The `value_serializer` parameter is one we haven't seen before. This method is used to convert each message sent to the topic into bytes. Kafka transports messages as `bytes` so we need to serialise our data into a format which is convertible to `bytes`.

We used the `json` modules `dumps` method to serialise the message as a JSON formatted string and encoded it. Which is now in a format which can be converted to bytes. 

With the two producers setup we can now send the data to our Kafka topics with the `send` method. 

In [None]:
# Send our ml data to the MLData topic
for mlmessage in ml_models:
    ml_producer.send(topic="MLData", value=mlmessage)

# Send retail data to the Retaildata topic
for retail_message in retail_data:
    retail_producer.send(topic="Retaildata", value=retail_message)

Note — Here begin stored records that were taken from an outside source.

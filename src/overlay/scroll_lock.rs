//! Document-level scroll suppression for modal overlays.
//!
//! Locks are reference counted: the first lock records the body's overflow
//! value and sets it to `hidden`; the last release restores the recorded
//! value. Nested dialogs therefore restore the original state exactly once,
//! whatever order they close in.

use std::cell::RefCell;
use std::rc::Rc;

use tracing::trace;

const HIDDEN: &str = "hidden";

#[derive(Debug, Default)]
struct DocumentState {
	body_overflow: String,
	locks: usize,
	saved_overflow: Option<String>,
}

/// Shared handle to the host document's scroll state.
#[derive(Debug, Clone, Default)]
pub struct Document {
	inner: Rc<RefCell<DocumentState>>,
}

impl Document {
	pub fn new(body_overflow: impl Into<String>) -> Self {
		Self {
			inner: Rc::new(RefCell::new(DocumentState {
				body_overflow: body_overflow.into(),
				..DocumentState::default()
			})),
		}
	}

	pub fn body_overflow(&self) -> String {
		self.inner.borrow().body_overflow.clone()
	}

	/// Overwrite the body's overflow, as page code outside any dialog would.
	pub fn set_body_overflow(&self, overflow: impl Into<String>) {
		self.inner.borrow_mut().body_overflow = overflow.into();
	}

	/// Number of outstanding scroll locks.
	pub fn lock_count(&self) -> usize {
		self.inner.borrow().locks
	}

	/// Suppress page scrolling until the returned guard is dropped.
	#[must_use = "scrolling is restored as soon as the guard is dropped"]
	pub fn lock_scroll(&self) -> ScrollLock {
		let mut state = self.inner.borrow_mut();
		if state.locks == 0 {
			let previous = std::mem::replace(&mut state.body_overflow, HIDDEN.to_string());
			state.saved_overflow = Some(previous);
		}
		state.locks += 1;
		trace!(locks = state.locks, "scroll lock acquired");
		ScrollLock {
			document: self.clone(),
		}
	}
}

/// Guard returned by [`Document::lock_scroll`].
#[derive(Debug)]
pub struct ScrollLock {
	document: Document,
}

impl Drop for ScrollLock {
	fn drop(&mut self) {
		let mut state = self.document.inner.borrow_mut();
		state.locks = state.locks.saturating_sub(1);
		trace!(locks = state.locks, "scroll lock released");
		if state.locks == 0
			&& let Some(saved) = state.saved_overflow.take()
		{
			state.body_overflow = saved;
		}
	}
}
use thiserror::Error;

use super::SettingSource;

/// A setting that parsed but cannot be used.
#[derive(Debug, Error)]
#[error("invalid value for {key} from {origin}: {reason} (value: {value})")]
pub(crate) struct ConfigError {
	pub(crate) key: &'static str,
	pub(crate) value: String,
	pub(crate) origin: SettingSource,
	pub(crate) reason: String,
}

impl ConfigError {
	pub(crate) fn invalid<V, R>(key: &'static str, value: V, origin: SettingSource, reason: R) -> Self
	where
		V: Into<String>,
		R: Into<String>,
	{
		Self {
			key,
			value: value.into(),
			origin,
			reason: reason.into(),
		}
	}
}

Since the code cell ran without error then our messages should have been serialised correctly and sent to their topics. We can now try and consume these messages from the topics to check the output.

### Consuming Messages

We now need to consume the messages stored in our topics, we have the option of subscribing to both topics or create individual consumers for each topic. 

For this example we will got with the former option and consume all the messages at once in one data stream. Begin by creating your consumer. 

In [None]:
from kafka import KafkaConsumer
from json import loads

# create our consumer to retrieve the message from the topics
data_stream_consumer = KafkaConsumer(
    bootstrap_servers="localhost:9092",    
    value_deserializer=lambda message: loads(message),
    auto_offset_reset="earliest" # This value ensures the messages are read from the beginning 
)

data_stream_consumer.subscribe(topics=["MLData", "Retaildata"])

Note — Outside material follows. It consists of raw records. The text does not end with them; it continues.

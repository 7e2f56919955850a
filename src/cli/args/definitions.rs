use std::path::PathBuf;

use clap::{ArgAction, ColorChoice, Parser};

use super::options::{BackendArg, OutputFormat};
use super::styles::{cli_styles, long_version};

/// Command-line arguments accepted by the `frond` binary.
#[derive(Parser, Debug)]
#[command(
	name = "frond",
	version,
	long_version = long_version(),
	about = "Search a content corpus the way the frond search box does",
	color = ColorChoice::Auto,
	styles = cli_styles()
)]
pub(crate) struct CliArgs {
	#[arg(value_name = "QUERY", help = "Text to search for (empty prints no results)")]
	pub(crate) query: Option<String>,
	#[arg(
		short,
		long = "config",
		value_name = "FILE",
		env = "FROND_CONFIG",
		action = ArgAction::Append,
		help = "Additional configuration file to merge (default: none)"
	)]
	pub(crate) config: Vec<PathBuf>,
	#[arg(
		short = 'n',
		long = "no-config",
		help = "Skip loading default configuration files (default: disabled)"
	)]
	pub(crate) no_config: bool,
	#[arg(
		short = 'C',
		long,
		value_name = "NAME",
		help = "Restrict the search to one collection (default: all)"
	)]
	pub(crate) category: Option<String>,
	#[arg(
		long,
		value_name = "NUM",
		default_value_t = 0,
		help = "Load this many additional pages after the first (default: 0)"
	)]
	pub(crate) pages: usize,
	#[arg(
		short = 'b',
		long,
		value_enum,
		help = "Search backend to query (default: memory)"
	)]
	pub(crate) backend: Option<BackendArg>,
	#[arg(
		long,
		value_name = "URL",
		help = "Base URL of the typesense server (default: none)"
	)]
	pub(crate) url: Option<String>,
	#[arg(
		long = "api-key",
		value_name = "KEY",
		env = "FROND_API_KEY",
		hide_env_values = true,
		help = "API key sent to the typesense server (default: none)"
	)]
	pub(crate) api_key: Option<String>,
	#[arg(
		short = 'd',
		long,
		value_name = "FILE",
		help = "JSON corpus for the memory backend (default: corpus.json in the data directory)"
	)]
	pub(crate) data: Option<PathBuf>,
	#[arg(
		long = "page-size",
		value_name = "NUM",
		help = "Results per page across all collections (default: 15)"
	)]
	pub(crate) page_size: Option<usize>,
	#[arg(
		long = "debounce-ms",
		value_name = "MS",
		help = "Idle time before a search is sent (default: 300)"
	)]
	pub(crate) debounce_ms: Option<u64>,
	#[arg(
		short = 'v',
		long = "verbose",
		action = ArgAction::Count,
		help = "Increase log verbosity; repeat for more detail (default: warnings only)"
	)]
	pub(crate) verbose: u8,
	#[arg(
		short = 'p',
		long = "print-config",
		help = "Print the resolved configuration before running (default: disabled)"
	)]
	pub(crate) print_config: bool,
	#[arg(short = 'o', long = "output", value_enum, default_value_t = OutputFormat::Plain, help = "Choose how to print the results")]
	pub(crate) output: OutputFormat,
}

With the producer we had to encode our data before being converted to bytes. On the consumer end we now need to decode the message into a readable format. Instead of using the `dumps` method from the `json` module we can use the `loads` method decoding the message into a Python dictionary. 

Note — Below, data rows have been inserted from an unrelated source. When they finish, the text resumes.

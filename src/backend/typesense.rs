use std::time::Duration;

use anyhow::{Context, Result, anyhow};
use async_trait::async_trait;
use frond_search_api::{BackendError, MultiSearchRequest, MultiSearchResponse, SearchBackend};
use reqwest::header::{CONTENT_TYPE, HeaderMap, HeaderName, HeaderValue};
use tracing::{debug, warn};

/// Header carrying the Typesense API key.
pub const API_KEY_HEADER: &str = "x-typesense-api-key";

/// Longest error body echoed back in a [`BackendError::Status`].
const MAX_ERROR_BODY: usize = 256;

/// [`SearchBackend`] that forwards requests to a Typesense server's
/// `multi_search` endpoint.
#[derive(Debug, Clone)]
pub struct TypesenseBackend {
	client: reqwest::Client,
	endpoint: reqwest::Url,
}

impl TypesenseBackend {
	pub fn new(base_url: &str, api_key: Option<&str>, timeout: Duration) -> Result<Self> {
		let endpoint = multi_search_url(base_url)?;
		let client = reqwest::Client::builder()
			.timeout(timeout)
			.default_headers(default_headers(api_key)?)
			.build()
			.context("failed to build HTTP client")?;
		Ok(Self { client, endpoint })
	}

	pub fn endpoint(&self) -> &reqwest::Url {
		&self.endpoint
	}
}

fn multi_search_url(base_url: &str) -> Result<reqwest::Url> {
	let base = base_url.trim().trim_end_matches('/');
	if base.is_empty() {
		return Err(anyhow!("typesense URL must not be empty"));
	}
	let url = reqwest::Url::parse(&format!("{base}/multi_search"))
		.with_context(|| format!("invalid typesense URL: {base_url}"))?;
	match url.scheme() {
		"http" | "https" => Ok(url),
		other => Err(anyhow!("unsupported typesense URL scheme: {other}")),
	}
}

fn default_headers(api_key: Option<&str>) -> Result<HeaderMap> {
	let mut headers = HeaderMap::new();
	headers.insert(CONTENT_TYPE, HeaderValue::from_static("application/json"));
	if let Some(key) = api_key {
		let mut value = HeaderValue::from_str(key).context("invalid typesense API key")?;
		value.set_sensitive(true);
		headers.insert(HeaderName::from_static(API_KEY_HEADER), value);
	}
	Ok(headers)
}

fn truncate_body(body: &str) -> String {
	match body.char_indices().nth(MAX_ERROR_BODY) {
		Some((end, _)) => format!("{}…", &body[..end]),
		None => body.to_string(),
	}
}

#[async_trait]
impl SearchBackend for TypesenseBackend {
	async fn multi_search(
		&self,
		request: &MultiSearchRequest,
	) -> Result<MultiSearchResponse, BackendError> {
		debug!(url = %self.endpoint, searches = request.len(), "sending multi_search");
		let response = self
			.client
			.post(self.endpoint.clone())
			.json(request)
			.send()
			.await
			.map_err(|err| BackendError::Transport(err.to_string()))?;

		let status = response.status();
		let body = response
			.text()
			.await
			.map_err(|err| BackendError::Transport(err.to_string()))?;

		if !status.is_success() {
			warn!(status = status.as_u16(), "typesense rejected multi_search");
			return Err(BackendError::Status {
				status: status.as_u16(),
				message: truncate_body(&body),
			});
		}

		Ok(serde_json::from_str(&body)?)
	}
}

#[cfg(test)]
mod tests {
	use super::*;

	#[test]
	fn endpoint_appends_multi_search() {
		let backend =
			TypesenseBackend::new("http://localhost:8108/", Some("key"), Duration::from_secs(1))
				.expect("valid backend");
		assert_eq!(backend.endpoint().as_str(), "http://localhost:8108/multi_search");
	}

	#[test]
	fn endpoint_keeps_path_prefixes() {
		let url = multi_search_url("https://search.example.com/typesense").expect("valid url");
		assert_eq!(url.as_str(), "https://search.example.com/typesense/multi_search");
	}

	#[test]
	fn rejects_unusable_urls() {
		assert!(multi_search_url("   ").is_err());
		assert!(multi_search_url("ftp://search.example.com").is_err());
		assert!(multi_search_url("not a url").is_err());
	}

	#[test]
	fn api_key_header_is_sensitive() {
		let headers = default_headers(Some("secret")).expect("headers");
		let value = headers.get(API_KEY_HEADER).expect("api key header");
		assert!(value.is_sensitive());
		assert_eq!(value, "secret");
		assert_eq!(headers.get(CONTENT_TYPE).expect("content type"), "application/json");

		let headers = default_headers(None).expect("headers");
		assert!(headers.get(API_KEY_HEADER).is_none());
	}

	#[test]
	fn api_key_with_newline_is_rejected() {
		assert!(default_headers(Some("bad\nkey")).is_err());
	}

	#[test]
	fn long_error_bodies_are_truncated() {
		let body = "x".repeat(1_000);
		let truncated = truncate_body(&body);
		assert_eq!(truncated.chars().count(), MAX_ERROR_BODY + 1);
		assert!(truncated.ends_with('…'));
		assert_eq!(truncate_body("short"), "short");
	}

	#[tokio::test]
	async fn unreachable_server_is_a_transport_error() {
		// Port 9 (discard) on localhost is closed in test environments.
		let backend = TypesenseBackend::new("http://127.0.0.1:9", None, Duration::from_millis(500))
			.expect("valid backend");
		let err = backend
			.multi_search(&MultiSearchRequest::default())
			.await
			.unwrap_err();
		assert!(matches!(err, BackendError::Transport(_)));
	}
}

With the messages in this format we can then print the consumer messages.

In [None]:
# Loops through all messages in the consumer and prints them out individually
for message in data_stream_consumer:
    print(message)

Notice when printing out the message it is of type `tuple` with all associated metadata included e.g timestamps, partition number, topic name etc. We may only be interested in the `value` part of the message, where the true message lies. We can access individual parts of the message in the following way.

In [None]:
for message in data_stream_consumer:
    print(message.value)
    print(message.topic)
    print(message.timestamp)

Excellent, we can now access from the consumer the components of the message we're interested in receiving. 

This covers the main tasks you will perform when interacting with Kafka through Python showing the whole process of generating and receiving data from Kafka. Further would recommend browsing the [documentation](https://kafka-python.readthedocs.io/en/master/) to see some of the others tasks you can perform when managing your Kafka Cluster.